§ ASSIGNMENT: Lines below containing the word "AsyncSmtpTransport" should be copied out.

(Collected data)
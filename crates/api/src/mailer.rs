//! Outbound email via SMTP (verification codes).

use lettre::message::header::ContentType;
use lettre::transport::smtp::authentication::Credentials;
use lettre::{AsyncSmtpTransport, AsyncTransport, Message, Tokio1Executor};

use crate::config::SmtpConfig;

/// SMTP mailer for transactional mail.
pub struct Mailer {
    transport: AsyncSmtpTransport<Tokio1Executor>,
    sender: String,
}

/// Errors raised while building or sending mail.
#[derive(Debug, thiserror::Error)]
pub enum MailError {
    #[error("failed to build message: {0}")]
    Build(#[from] lettre::error::Error),
    #[error("invalid address: {0}")]
    Address(#[from] lettre::address::AddressError),
    #[error("smtp error: {0}")]
    Smtp(#[from] lettre::transport::smtp::Error),
}

impl Mailer {
    /// Build a mailer from SMTP settings (STARTTLS relay).
    pub fn new(config: &SmtpConfig) -> Result<Self, MailError> {
        let transport = AsyncSmtpTransport::<Tokio1Executor>::starttls_relay(&config.host)?
            .credentials(Credentials::new(
                config.username.clone(),
                config.password.clone(),
            ))
            .build();
        Ok(Self {
            transport,
            sender: config.sender.clone(),
        })
    }

    /// Send an HTML email.
    pub async fn send(&self, to: &str, subject: &str, html_body: &str) -> Result<(), MailError> {
        let message = Message::builder()
            .from(self.sender.parse()?)
            .to(to.parse()?)
            .subject(subject)
            .header(ContentType::TEXT_HTML)
            .body(html_body.to_string())?;

        self.transport.send(message).await?;
        tracing::info!(%to, %subject, "email sent");
        Ok(())
    }

    /// Send the standard verification-code email.
    pub async fn send_verification_code(&self, to: &str, code: &str) -> Result<(), MailError> {
        let body = verification_email_body(code);
        self.send(to, "Your verification code", &body).await
    }
}

/// HTML body for a verification-code email.
fn verification_email_body(code: &str) -> String {
    format!(
        "<html>\
            <body>\
                <h2>Verification Code</h2>\
                <p>Your verification code is: <strong>{code}</strong></p>\
                <p>This code will expire in 2 minutes.</p>\
            </body>\
        </html>"
    )
}

#[cfg(test)]
mod tests {
    use super::*;

    #[test]
    fn test_body_contains_code() {
        let body = verification_email_body("123456");
        assert!(body.contains("123456"));
        assert!(body.contains("expire in 2 minutes"));
    }
}
//! User entity model, DTOs, and session rows.

use serde::{Deserialize, Serialize};
use sqlx::FromRow;
use taskup_core::types::{DbId, Timestamp};

/// A user row from the `users` table.
///
/// The password hash is deliberately not serialized.
#[derive(Debug, Clone, FromRow, Serialize)]
pub struct User {
    pub id: DbId,
    pub first_name: String,
    pub last_name: String,
    pub email: String,
    #[serde(skip_serializing)]
    pub password_hash: String,
    pub is_verified: bool,
    pub created_at: Timestamp,
    pub updated_at: Timestamp,
}

/// DTO for registering a new user. The password arrives in plaintext
/// and is hashed before it reaches the repository.
#[derive(Debug, Clone, Deserialize)]
pub struct CreateUser {
    pub first_name: String,
    pub last_name: String,
    pub email: String,
}

/// A refresh-token session row from the `sessions` table.
///
/// Only the SHA-256 hash of the refresh token is stored.
#[derive(Debug, Clone, FromRow)]
pub struct Session {
    pub id: DbId,
    pub user_id: DbId,
    pub refresh_token_hash: String,
    pub expires_at: Timestamp,
    pub revoked_at: Option<Timestamp>,
    pub created_at: Timestamp,
}
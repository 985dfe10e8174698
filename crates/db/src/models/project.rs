//! Project and project-membership models and DTOs.

use serde::{Deserialize, Serialize};
use sqlx::FromRow;
use taskup_core::types::{DbId, Timestamp};

/// A project row from the `projects` table.
#[derive(Debug, Clone, FromRow, Serialize)]
pub struct Project {
    pub id: DbId,
    pub owner_id: DbId,
    pub name: String,
    pub description: Option<String>,
    pub deadline: Option<Timestamp>,
    pub progress: i32,
    pub total_budget: f64,
    pub remaining_budget: f64,
    pub is_deleted: bool,
    pub created_at: Timestamp,
    pub updated_at: Timestamp,
}

/// DTO for creating a new project.
#[derive(Debug, Clone, Deserialize)]
pub struct CreateProject {
    pub name: String,
    pub description: Option<String>,
    pub deadline: Option<Timestamp>,
    /// Defaults to 0 if omitted. `remaining_budget` starts equal to it.
    pub total_budget: Option<f64>,
}

/// DTO for updating an existing project. All fields are optional.
#[derive(Debug, Clone, Deserialize)]
pub struct UpdateProject {
    pub name: Option<String>,
    pub description: Option<String>,
    pub deadline: Option<Timestamp>,
    pub progress: Option<i32>,
    pub total_budget: Option<f64>,
    pub remaining_budget: Option<f64>,
}

/// A membership row from the `project_members` table.
///
/// Represents a user's participation in a project, distinct from
/// ownership.
#[derive(Debug, Clone, FromRow, Serialize)]
pub struct ProjectMember {
    pub id: DbId,
    pub project_id: DbId,
    pub user_id: DbId,
    pub role: String,
    pub is_deleted: bool,
    pub created_at: Timestamp,
    pub updated_at: Timestamp,
}
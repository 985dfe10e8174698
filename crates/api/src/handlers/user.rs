//! Handlers for the `/users` resource.

use axum::extract::{Path, State};
use axum::Json;
use taskup_core::error::CoreError;
use taskup_core::types::DbId;
use taskup_db::models::task::Task;
use taskup_db::models::team::Team;
use taskup_db::models::user::User;
use taskup_db::repositories::{TaskRepo, TeamRepo, UserRepo};

use crate::error::{AppError, AppResult};
use crate::middleware::auth::AuthUser;
use crate::state::AppState;

/// GET /api/v1/users/{id}
pub async fn get_by_id(
    State(state): State<AppState>,
    _user: AuthUser,
    Path(id): Path<DbId>,
) -> AppResult<Json<User>> {
    let user = UserRepo::find_by_id(&state.pool, id)
        .await?
        .ok_or(AppError::Core(CoreError::NotFound { entity: "User", id }))?;
    Ok(Json(user))
}

/// GET /api/v1/users/me/teams -- live teams the caller belongs to.
pub async fn my_teams(State(state): State<AppState>, user: AuthUser) -> AppResult<Json<Vec<Team>>> {
    let teams = TeamRepo::list_for_user(&state.pool, user.user_id).await?;
    Ok(Json(teams))
}

/// GET /api/v1/users/me/tasks/assigned
pub async fn my_assigned_tasks(
    State(state): State<AppState>,
    user: AuthUser,
) -> AppResult<Json<Vec<Task>>> {
    let tasks = TaskRepo::list_assigned_to(&state.pool, user.user_id).await?;
    Ok(Json(tasks))
}

/// GET /api/v1/users/me/tasks/created
pub async fn my_created_tasks(
    State(state): State<AppState>,
    user: AuthUser,
) -> AppResult<Json<Vec<Task>>> {
    let tasks = TaskRepo::list_created_by(&state.pool, user.user_id).await?;
    Ok(Json(tasks))
}
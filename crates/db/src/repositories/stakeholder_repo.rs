//! Repository for the `stakeholders` table.

use sqlx::PgPool;
use taskup_core::types::DbId;

use crate::models::stakeholder::{CreateStakeholder, Stakeholder, UpdateStakeholder};

/// Column list shared across stakeholder queries.
const COLUMNS: &str =
    "id, project_id, user_id, role, percentage, is_deleted, created_at, updated_at";

/// Provides CRUD operations for project stakeholders.
///
/// Percentage bounds are validated by callers before any call here;
/// the database CHECK constraint is the backstop.
pub struct StakeholderRepo;

impl StakeholderRepo {
    /// Insert a new stakeholder row, returning it.
    pub async fn create(
        pool: &PgPool,
        input: &CreateStakeholder,
    ) -> Result<Stakeholder, sqlx::Error> {
        let query = format!(
            "INSERT INTO stakeholders (project_id, user_id, role, percentage)
             VALUES ($1, $2, $3, $4)
             RETURNING {COLUMNS}"
        );
        sqlx::query_as::<_, Stakeholder>(&query)
            .bind(input.project_id)
            .bind(input.user_id)
            .bind(&input.role)
            .bind(input.percentage)
            .fetch_one(pool)
            .await
    }

    /// Find a stakeholder by its ID. Excludes soft-deleted rows.
    pub async fn find_by_id(pool: &PgPool, id: DbId) -> Result<Option<Stakeholder>, sqlx::Error> {
        let query =
            format!("SELECT {COLUMNS} FROM stakeholders WHERE id = $1 AND is_deleted = FALSE");
        sqlx::query_as::<_, Stakeholder>(&query)
            .bind(id)
            .fetch_optional(pool)
            .await
    }

    /// Find a stakeholder by ID, including soft-deleted rows.
    pub async fn find_by_id_include_deleted(
        pool: &PgPool,
        id: DbId,
    ) -> Result<Option<Stakeholder>, sqlx::Error> {
        let query = format!("SELECT {COLUMNS} FROM stakeholders WHERE id = $1");
        sqlx::query_as::<_, Stakeholder>(&query)
            .bind(id)
            .fetch_optional(pool)
            .await
    }

    /// All live stakeholders of a project.
    pub async fn list_by_project(
        pool: &PgPool,
        project_id: DbId,
    ) -> Result<Vec<Stakeholder>, sqlx::Error> {
        let query = format!(
            "SELECT {COLUMNS} FROM stakeholders \
             WHERE project_id = $1 AND is_deleted = FALSE ORDER BY created_at"
        );
        sqlx::query_as::<_, Stakeholder>(&query)
            .bind(project_id)
            .fetch_all(pool)
            .await
    }

    /// Find the live stakeholder row for a `(project, user)` pair.
    pub async fn find_by_project_and_user(
        pool: &PgPool,
        project_id: DbId,
        user_id: DbId,
    ) -> Result<Option<Stakeholder>, sqlx::Error> {
        let query = format!(
            "SELECT {COLUMNS} FROM stakeholders \
             WHERE project_id = $1 AND user_id = $2 AND is_deleted = FALSE"
        );
        sqlx::query_as::<_, Stakeholder>(&query)
            .bind(project_id)
            .bind(user_id)
            .fetch_optional(pool)
            .await
    }

    /// Update a stakeholder. Only non-`None` fields in `input` are
    /// applied. Returns `None` if no live row exists.
    pub async fn update(
        pool: &PgPool,
        id: DbId,
        input: &UpdateStakeholder,
    ) -> Result<Option<Stakeholder>, sqlx::Error> {
        let query = format!(
            "UPDATE stakeholders SET
                role = COALESCE($2, role),
                percentage = COALESCE($3, percentage),
                updated_at = NOW()
             WHERE id = $1 AND is_deleted = FALSE
             RETURNING {COLUMNS}"
        );
        sqlx::query_as::<_, Stakeholder>(&query)
            .bind(id)
            .bind(&input.role)
            .bind(input.percentage)
            .fetch_optional(pool)
            .await
    }
}
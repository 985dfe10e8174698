//! Liveness/readiness probe.

use axum::extract::State;
use axum::routing::get;
use axum::{Json, Router};
use serde_json::{json, Value};

use crate::state::AppState;

/// Routes mounted at the application root (outside `/api/v1`).
pub fn router() -> Router<AppState> {
    Router::new().route("/health", get(health))
}

/// GET /health -- reports process and database health.
async fn health(State(state): State<AppState>) -> Json<Value> {
    let database = match taskup_db::health_check(&state.pool).await {
        Ok(()) => "ok",
        Err(e) => {
            tracing::error!(error = %e, "database health check failed");
            "unreachable"
        }
    };

    Json(json!({
        "status": "ok",
        "database": database,
    }))
}
//! Authorization guards translating access predicates into API errors.
//!
//! The predicates in `taskup_db::repositories::AccessRepo` report a
//! missing or soft-deleted project as `None`. These guards turn that
//! into a 404 and a failed relationship check into a 403, keeping the
//! two outcomes distinct at every call site.
//!
//! The asymmetry between the two guards is deliberate: membership is
//! enough to read a project and work inside it, but restructuring
//! (deleting the project, managing members, creating teams, managing
//! stakeholders and scope) is reserved for the owner.

use taskup_core::error::CoreError;
use taskup_core::types::DbId;
use taskup_db::repositories::AccessRepo;
use taskup_db::DbPool;

use crate::error::AppError;

/// Require that `user_id` owns the live project.
pub async fn require_owner(
    pool: &DbPool,
    project_id: DbId,
    user_id: DbId,
) -> Result<(), AppError> {
    match AccessRepo::is_owner(pool, project_id, user_id).await? {
        None => Err(AppError::Core(CoreError::NotFound {
            entity: "Project",
            id: project_id,
        })),
        Some(false) => Err(AppError::Core(CoreError::Forbidden(
            "Only the project owner can perform this operation".into(),
        ))),
        Some(true) => Ok(()),
    }
}

/// Require that `user_id` is the owner of or a member of the live
/// project.
pub async fn require_access(
    pool: &DbPool,
    project_id: DbId,
    user_id: DbId,
) -> Result<(), AppError> {
    match AccessRepo::has_access(pool, project_id, user_id).await? {
        None => Err(AppError::Core(CoreError::NotFound {
            entity: "Project",
            id: project_id,
        })),
        Some(false) => Err(AppError::Core(CoreError::Forbidden(
            "You are not a member of this project".into(),
        ))),
        Some(true) => Ok(()),
    }
}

§ SOLUTION:
use lettre::{AsyncSmtpTransport, AsyncTransport, Message, Tokio1Executor};
    transport: AsyncSmtpTransport<Tokio1Executor>,
        let transport = AsyncSmtpTransport::<Tokio1Executor>::starttls_relay(&config.host)?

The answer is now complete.